Topmanager Jogi Löw in der Kritik Eine Blutgrätsche

Löw, Bierhoff, Koepke: Das war wohl nix

Der Topmanager Jogi Löw hat Fehler gemacht. Ihm deswegen soviel Hybris zu unterstellen wie einem verurteilten Wirtschaftskriminellen, ist jedoch ein grobes Foul.

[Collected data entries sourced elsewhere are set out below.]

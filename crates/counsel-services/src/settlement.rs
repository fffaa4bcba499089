//! Settlement engine
//!
//! Closes out a booking after its call ended: the requester pays the full
//! fee to the counsellor and is credited the minutes they did not use.
//! Settling is idempotent per booking; a retry returns the recorded result.

use crate::hub::{HubMessage, NotificationHub, Scope};
use crate::locks::BookingLocks;
use chrono::Utc;
use counsel_core::models::{Identity, SettlementPlan, SettlementResult};
use counsel_core::traits::{BookingRepository, CallSessionRepository, LedgerRepository};
use counsel_core::{AppError, AppResult};
use rust_decimal::Decimal;
use std::sync::Arc;
use tracing::{debug, info, instrument};

pub struct SettlementEngine {
    bookings: Arc<dyn BookingRepository>,
    sessions: Arc<dyn CallSessionRepository>,
    ledger: Arc<dyn LedgerRepository>,
    hub: Arc<NotificationHub>,
    locks: Arc<BookingLocks>,
}

impl SettlementEngine {
    pub fn new(
        bookings: Arc<dyn BookingRepository>,
        sessions: Arc<dyn CallSessionRepository>,
        ledger: Arc<dyn LedgerRepository>,
        hub: Arc<NotificationHub>,
        locks: Arc<BookingLocks>,
    ) -> Self {
        Self {
            bookings,
            sessions,
            ledger,
            hub,
            locks,
        }
    }

    /// Settle a booking whose latest call has ended.
    ///
    /// # Errors
    ///
    /// - `Validation` for a negative duration
    /// - `InvalidBookingState` unless the booking is `wallet_credited`
    /// - `InvalidTransition` unless the latest session is ENDED
    /// - `InsufficientFunds` when the requester cannot cover the fee
    #[instrument(skip(self))]
    pub async fn settle(
        &self,
        booking_id: i64,
        actual_duration_minutes: Decimal,
    ) -> AppResult<SettlementResult> {
        if actual_duration_minutes < Decimal::ZERO {
            return Err(AppError::Validation(format!(
                "actual duration cannot be negative: {}",
                actual_duration_minutes
            )));
        }

        let guard = self.locks.lock(booking_id).await;

        if let Some(existing) = self.ledger.find_settlement(booking_id).await? {
            debug!("Booking already settled");
            return Ok(existing);
        }

        let booking = self
            .bookings
            .find_by_id(booking_id)
            .await?
            .ok_or_else(|| AppError::BookingNotFound(booking_id.to_string()))?;

        let session = self
            .sessions
            .find_latest_by_booking(booking_id)
            .await?
            .ok_or_else(|| {
                AppError::SessionNotFound(format!("no call for booking {}", booking_id))
            })?;

        let plan = SettlementPlan::new(&booking, &session, actual_duration_minutes, Utc::now())?;
        let (result, created) = self.ledger.apply_settlement(&plan).await?;

        if created {
            info!(
                session_id = %result.session_id,
                fee = %result.fee,
                extra_minutes = result.extra_minutes_credited,
                "Booking settled"
            );
            self.hub
                .publish(
                    booking_id,
                    HubMessage::CallCompleted {
                        session: plan.completed.clone(),
                        settlement: result.clone(),
                    },
                    Scope::All,
                )
                .await;
        }

        drop(guard);
        self.locks.prune();

        Ok(result)
    }

    /// Settle on behalf of a caller: a party to the booking or an admin
    pub async fn settle_by(
        &self,
        identity: Identity,
        booking_id: i64,
        actual_duration_minutes: Decimal,
    ) -> AppResult<SettlementResult> {
        if !identity.role.is_admin() {
            let booking = self
                .bookings
                .find_by_id(booking_id)
                .await?
                .ok_or_else(|| AppError::BookingNotFound(booking_id.to_string()))?;
            if !booking.is_party(identity.account_id) {
                return Err(AppError::NotAuthorized(format!(
                    "account {} is not a party to booking {}",
                    identity.account_id, booking_id
                )));
            }
        }

        self.settle(booking_id, actual_duration_minutes).await
    }

    /// Recorded settlement for a booking, if any
    pub async fn find(&self, booking_id: i64) -> AppResult<Option<SettlementResult>> {
        self.ledger.find_settlement(booking_id).await
    }
}

#[cfg(test)]
mod tests {
    use super::*;
    use counsel_core::models::{
        AccountRole, Actor, CallEvent, CallStatus, EntryKind, NewBooking, PartyRole,
    };
    use counsel_core::traits::CallSessionRepository;
    use counsel_db::MemoryStore;
    use rust_decimal_macros::dec;

    const REQUESTER: i64 = 10;
    const COUNSELLOR: i64 = 20;

    struct Fixture {
        store: Arc<MemoryStore>,
        engine: SettlementEngine,
        booking_id: i64,
    }

    /// Paid booking (fee 500.00, 20 minutes) whose call is in `status`
    async fn fixture(status: Option<CallStatus>) -> Fixture {
        let store = Arc::new(MemoryStore::new());
        let locks = Arc::new(BookingLocks::new());
        let hub = Arc::new(NotificationHub::new(store.clone(), locks.clone(), 16));
        let engine = SettlementEngine::new(
            store.clone(),
            store.clone(),
            store.clone(),
            hub,
            locks,
        );

        let booking = store
            .create(&NewBooking {
                requester_id: REQUESTER,
                counsellor_id: COUNSELLOR,
                fee: dec!(500.00),
                duration_minutes: 20,
                scheduled_at: None,
            })
            .await
            .unwrap();
        let (booking, _) = store.credit_booking_payment(booking.id).await.unwrap();

        if let Some(status) = status {
            let (session, _) = store.open_session(&booking).await.unwrap();
            let counsellor = Actor::party(COUNSELLOR, PartyRole::Counsellor);
            let path: &[CallEvent] = match status {
                CallStatus::Pending => &[],
                CallStatus::Accepted => &[CallEvent::Accept],
                CallStatus::Ended => &[CallEvent::Accept, CallEvent::End],
                _ => unreachable!(),
            };
            let mut current = session;
            for event in path {
                let next = current.apply(*event, &counsellor, Utc::now()).unwrap();
                current = store
                    .compare_and_set_status(current.id, current.status, &next)
                    .await
                    .unwrap()
                    .unwrap();
            }
        }

        Fixture {
            store,
            engine,
            booking_id: booking.id,
        }
    }

    #[tokio::test]
    async fn test_settle_moves_fee_and_credits_minutes() {
        let f = fixture(Some(CallStatus::Ended)).await;

        let result = f.engine.settle(f.booking_id, dec!(12)).await.unwrap();
        assert_eq!(result.fee, dec!(500.00));
        assert_eq!(result.extra_minutes_credited, 8);
        assert_eq!(result.requester_balance, dec!(0.00));
        assert_eq!(result.counsellor_balance, dec!(500.00));

        let requester = f.store.find_wallet(REQUESTER).await.unwrap().unwrap();
        assert_eq!(requester.extra_minutes, 8);

        let (entries, _) = f.store.list_entries(REQUESTER, 10, 0).await.unwrap();
        let kinds: Vec<EntryKind> = entries.iter().map(|e| e.kind).collect();
        assert!(kinds.contains(&EntryKind::Transfer));
        assert!(kinds.contains(&EntryKind::ExtraMinutesCredit));

        let session = f.store.find_latest_by_booking(f.booking_id).await.unwrap().unwrap();
        assert_eq!(session.status, CallStatus::Completed);
    }

    #[tokio::test]
    async fn test_settle_twice_writes_once() {
        let f = fixture(Some(CallStatus::Ended)).await;

        let first = f.engine.settle(f.booking_id, dec!(12)).await.unwrap();
        let entries = f.store.entry_count();
        let second = f.engine.settle(f.booking_id, dec!(3)).await.unwrap();

        assert_eq!(first, second);
        assert_eq!(f.store.entry_count(), entries);
    }

    #[tokio::test]
    async fn test_overrun_credits_no_minutes() {
        let f = fixture(Some(CallStatus::Ended)).await;
        let result = f.engine.settle(f.booking_id, dec!(25.5)).await.unwrap();
        assert_eq!(result.extra_minutes_credited, 0);

        let (entries, _) = f.store.list_entries(REQUESTER, 10, 0).await.unwrap();
        assert!(entries.iter().all(|e| e.kind != EntryKind::ExtraMinutesCredit));
    }

    #[tokio::test]
    async fn test_settle_requires_ended_call() {
        let f = fixture(Some(CallStatus::Accepted)).await;
        let entries = f.store.entry_count();

        let err = f.engine.settle(f.booking_id, dec!(12)).await.unwrap_err();
        assert!(matches!(err, AppError::InvalidTransition { .. }));
        assert_eq!(f.store.entry_count(), entries);
    }

    #[tokio::test]
    async fn test_settle_without_call() {
        let f = fixture(None).await;
        let err = f.engine.settle(f.booking_id, dec!(12)).await.unwrap_err();
        assert!(matches!(err, AppError::SessionNotFound(_)));
    }

    #[tokio::test]
    async fn test_negative_duration_is_rejected() {
        let f = fixture(Some(CallStatus::Ended)).await;
        let err = f.engine.settle(f.booking_id, dec!(-1)).await.unwrap_err();
        assert!(matches!(err, AppError::Validation(_)));
    }

    #[tokio::test]
    async fn test_settle_by_checks_party() {
        let f = fixture(Some(CallStatus::Ended)).await;
        let stranger = Identity {
            account_id: 99,
            role: AccountRole::User,
        };
        let err = f
            .engine
            .settle_by(stranger, f.booking_id, dec!(12))
            .await
            .unwrap_err();
        assert!(matches!(err, AppError::NotAuthorized(_)));

        let admin = Identity {
            account_id: 99,
            role: AccountRole::Admin,
        };
        let result = f.engine.settle_by(admin, f.booking_id, dec!(12)).await.unwrap();
        assert_eq!(result.extra_minutes_credited, 8);
        assert_eq!(f.engine.find(f.booking_id).await.unwrap(), Some(result));
    }
}
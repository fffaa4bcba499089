//! Pending call sweeper
//!
//! Calls ring until answered unless a timeout is configured. When one is,
//! this task periodically expires PENDING sessions older than the timeout.

use crate::call_session::CallSessionService;
use chrono::Utc;
use counsel_core::traits::CallSessionRepository;
use counsel_core::{AppError, AppResult};
use std::sync::Arc;
use tokio::task::JoinHandle;
use tokio::time::{interval, Duration, MissedTickBehavior};
use tracing::{debug, error, info, warn};

pub struct PendingCallSweeper {
    sessions: Arc<dyn CallSessionRepository>,
    calls: Arc<CallSessionService>,
    timeout: Duration,
    period: Duration,
}

impl PendingCallSweeper {
    pub fn new(
        sessions: Arc<dyn CallSessionRepository>,
        calls: Arc<CallSessionService>,
        timeout: Duration,
        period: Duration,
    ) -> Self {
        Self {
            sessions,
            calls,
            timeout,
            period,
        }
    }

    /// Expire every stale PENDING session once; returns how many expired
    pub async fn sweep_once(&self) -> AppResult<usize> {
        let timeout = chrono::Duration::from_std(self.timeout)
            .map_err(|e| AppError::Config(format!("pending timeout out of range: {}", e)))?;
        let cutoff = Utc::now() - timeout;
        let stale = self.sessions.find_pending_older_than(cutoff).await?;

        let mut expired = 0;
        for session in stale {
            match self.calls.expire(session.id).await {
                Ok(_) => {
                    info!(session_id = %session.id, booking_id = session.booking_id, "Expired unanswered call");
                    expired += 1;
                }
                // Answered between the scan and the expire
                Err(AppError::InvalidTransition { from, .. }) => {
                    debug!(session_id = %session.id, status = %from, "Call no longer pending");
                }
                Err(e) => {
                    warn!(session_id = %session.id, "Failed to expire call: {}", e);
                }
            }
        }
        Ok(expired)
    }

    /// Run the sweep on a fixed period until the task is aborted
    pub fn spawn(self) -> JoinHandle<()> {
        info!(
            timeout_secs = self.timeout.as_secs(),
            period_secs = self.period.as_secs(),
            "Starting pending call sweeper"
        );

        tokio::spawn(async move {
            let mut ticker = interval(self.period);
            ticker.set_missed_tick_behavior(MissedTickBehavior::Delay);

            loop {
                ticker.tick().await;
                if let Err(e) = self.sweep_once().await {
                    error!("Pending call sweep failed: {}", e);
                }
            }
        })
    }
}

#[cfg(test)]
mod tests {
    use super::*;
    use crate::hub::NotificationHub;
    use crate::locks::BookingLocks;
    use counsel_core::models::{Actor, CallStatus, NewBooking, PartyRole};
    use counsel_core::traits::{BookingRepository, LedgerRepository};
    use counsel_db::MemoryStore;
    use rust_decimal_macros::dec;

    async fn setup(timeout: Duration) -> (Arc<MemoryStore>, Arc<CallSessionService>, PendingCallSweeper) {
        let store = Arc::new(MemoryStore::new());
        let locks = Arc::new(BookingLocks::new());
        let hub = Arc::new(NotificationHub::new(store.clone(), locks.clone(), 8));
        let calls = Arc::new(CallSessionService::new(
            store.clone(),
            store.clone(),
            hub,
            locks,
        ));
        let sweeper = PendingCallSweeper::new(
            store.clone(),
            calls.clone(),
            timeout,
            Duration::from_secs(1),
        );
        (store, calls, sweeper)
    }

    async fn paid_booking(store: &MemoryStore) -> i64 {
        let booking = store
            .create(&NewBooking {
                requester_id: 1,
                counsellor_id: 2,
                fee: dec!(50),
                duration_minutes: 15,
                scheduled_at: None,
            })
            .await
            .unwrap();
        store.credit_booking_payment(booking.id).await.unwrap();
        booking.id
    }

    #[tokio::test]
    async fn test_sweep_expires_stale_pending_calls() {
        let (store, calls, sweeper) = setup(Duration::ZERO).await;
        let ringing = paid_booking(&store).await;
        let answered = paid_booking(&store).await;

        calls.initiate(ringing, 1).await.unwrap();
        calls.initiate(answered, 1).await.unwrap();
        calls
            .accept(answered, Actor::party(2, PartyRole::Counsellor))
            .await
            .unwrap();

        tokio::time::sleep(std::time::Duration::from_millis(5)).await;
        assert_eq!(sweeper.sweep_once().await.unwrap(), 1);

        assert_eq!(store.sessions_for(ringing)[0].status, CallStatus::Rejected);
        assert_eq!(store.sessions_for(answered)[0].status, CallStatus::Accepted);
    }

    #[tokio::test]
    async fn test_sweep_leaves_fresh_calls() {
        let (store, calls, sweeper) = setup(Duration::from_secs(300)).await;
        let booking_id = paid_booking(&store).await;
        calls.initiate(booking_id, 1).await.unwrap();

        assert_eq!(sweeper.sweep_once().await.unwrap(), 0);
        assert_eq!(store.sessions_for(booking_id)[0].status, CallStatus::Pending);
    }
}
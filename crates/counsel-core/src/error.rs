//! Unified error handling for Counsel Broker
//!
//! This module provides a comprehensive error type that covers all possible
//! failure scenarios in the core, with automatic HTTP response mapping.

use actix_web::{http::StatusCode, HttpResponse, ResponseError};
use serde_json::json;
use thiserror::Error;

/// Main application error type
///
/// All errors in the application should be converted to this type.
/// It implements `ResponseError` for automatic HTTP response generation.
#[derive(Error, Debug)]
pub enum AppError {
    // ==================== Database Errors ====================
    #[error("Database error: {0}")]
    Database(String),

    #[error("Database pool error: {0}")]
    Pool(String),

    #[error("Transaction failed: {0}")]
    Transaction(String),

    // ==================== Authentication Errors ====================
    #[error("Token expired")]
    TokenExpired,

    #[error("Invalid token: {0}")]
    InvalidToken(String),

    #[error("Unauthorized: {0}")]
    Unauthorized(String),

    #[error("Forbidden: insufficient permissions")]
    Forbidden,

    // ==================== Call Session Errors ====================
    #[error("Invalid transition: cannot apply '{event}' to a call in state {from}")]
    InvalidTransition { from: String, event: String },

    #[error("Not authorized: {0}")]
    NotAuthorized(String),

    #[error("Call session not found: {0}")]
    SessionNotFound(String),

    // ==================== Booking Errors ====================
    #[error("Booking not found: {0}")]
    BookingNotFound(String),

    #[error("Booking {booking_id} is {status}, expected {expected}")]
    InvalidBookingState {
        booking_id: i64,
        status: String,
        expected: String,
    },

    // ==================== Ledger Errors ====================
    #[error("Insufficient funds: required {required}, available {available}")]
    InsufficientFunds { required: String, available: String },

    #[error("Wallet not found: {0}")]
    WalletNotFound(String),

    // ==================== Validation Errors ====================
    #[error("Validation error: {0}")]
    Validation(String),

    // ==================== Resource Errors ====================
    #[error("Not found: {0}")]
    NotFound(String),

    // ==================== Internal Errors ====================
    #[error("Internal error: {0}")]
    Internal(String),

    #[error("Configuration error: {0}")]
    Config(String),

    #[error("Serialization error: {0}")]
    Serialization(String),
}

impl AppError {
    /// Returns the HTTP status code for this error
    pub fn status_code(&self) -> StatusCode {
        match self {
            // 400 Bad Request
            AppError::Validation(_) => StatusCode::BAD_REQUEST,

            // 401 Unauthorized
            AppError::InvalidToken(_) | AppError::TokenExpired | AppError::Unauthorized(_) => {
                StatusCode::UNAUTHORIZED
            }

            // 402 Payment Required
            AppError::InsufficientFunds { .. } => StatusCode::PAYMENT_REQUIRED,

            // 403 Forbidden
            AppError::Forbidden | AppError::NotAuthorized(_) => StatusCode::FORBIDDEN,

            // 404 Not Found
            AppError::BookingNotFound(_)
            | AppError::SessionNotFound(_)
            | AppError::WalletNotFound(_)
            | AppError::NotFound(_) => StatusCode::NOT_FOUND,

            // 409 Conflict
            AppError::InvalidTransition { .. } | AppError::InvalidBookingState { .. } => {
                StatusCode::CONFLICT
            }

            // 500 Internal Server Error
            _ => StatusCode::INTERNAL_SERVER_ERROR,
        }
    }

    /// Returns the error code for API responses
    pub fn error_code(&self) -> &'static str {
        match self {
            AppError::Database(_) => "database_error",
            AppError::Pool(_) => "pool_error",
            AppError::Transaction(_) => "transaction_error",
            AppError::TokenExpired => "token_expired",
            AppError::InvalidToken(_) => "invalid_token",
            AppError::Unauthorized(_) => "unauthorized",
            AppError::Forbidden => "forbidden",
            AppError::InvalidTransition { .. } => "invalid_transition",
            AppError::NotAuthorized(_) => "not_authorized",
            AppError::SessionNotFound(_) => "session_not_found",
            AppError::BookingNotFound(_) => "booking_not_found",
            AppError::InvalidBookingState { .. } => "invalid_booking_state",
            AppError::InsufficientFunds { .. } => "insufficient_funds",
            AppError::WalletNotFound(_) => "wallet_not_found",
            AppError::Validation(_) => "validation_error",
            AppError::NotFound(_) => "not_found",
            AppError::Internal(_) => "internal_error",
            AppError::Config(_) => "config_error",
            AppError::Serialization(_) => "serialization_error",
        }
    }

    /// Whether the caller may poll the current state and retry with another event
    pub fn is_recoverable(&self) -> bool {
        matches!(
            self,
            AppError::InvalidTransition { .. }
                | AppError::InsufficientFunds { .. }
                | AppError::InvalidBookingState { .. }
        )
    }
}

impl ResponseError for AppError {
    fn status_code(&self) -> StatusCode {
        AppError::status_code(self)
    }

    fn error_response(&self) -> HttpResponse {
        let status = self.status_code();
        let body = json!({
            "error": self.error_code(),
            "message": self.to_string(),
            "status": status.as_u16(),
        });

        HttpResponse::build(status).json(body)
    }
}

// ==================== From implementations ====================

impl From<serde_json::Error> for AppError {
    fn from(err: serde_json::Error) -> Self {
        AppError::Serialization(err.to_string())
    }
}

impl From<std::io::Error> for AppError {
    fn from(err: std::io::Error) -> Self {
        AppError::Internal(err.to_string())
    }
}

impl From<config::ConfigError> for AppError {
    fn from(err: config::ConfigError) -> Self {
        AppError::Config(err.to_string())
    }
}

impl From<validator::ValidationErrors> for AppError {
    fn from(err: validator::ValidationErrors) -> Self {
        AppError::Validation(err.to_string())
    }
}

impl From<sqlx::Error> for AppError {
    fn from(err: sqlx::Error) -> Self {
        match err {
            sqlx::Error::PoolTimedOut | sqlx::Error::PoolClosed => AppError::Pool(err.to_string()),
            other => AppError::Database(other.to_string()),
        }
    }
}
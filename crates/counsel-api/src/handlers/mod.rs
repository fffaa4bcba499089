//! HTTP and WebSocket request handlers

pub mod booking;
pub mod call;
pub mod health;
pub mod settlement;
pub mod wallet;
pub mod ws;

pub use booking::configure as configure_bookings;
pub use call::configure as configure_calls;
pub use health::configure as configure_health;
pub use settlement::configure as configure_settlements;
pub use wallet::configure as configure_wallets;
pub use ws::configure as configure_ws;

Natürlich kann man einen Bundestrainer mit einem Topmanager vergleichen und eine Fußballmannschaft mit einem Bereich in Unternehmen. Aber nur, weil so ein Team nicht performt, wie die Nation oder der Markt es sich wünschen, gleich die Art von Hybris und Selbsttäuschung zu diagnostizieren, die Wirtschaftskriminelle vor den Kadi bringt, ist ein starkes Stück.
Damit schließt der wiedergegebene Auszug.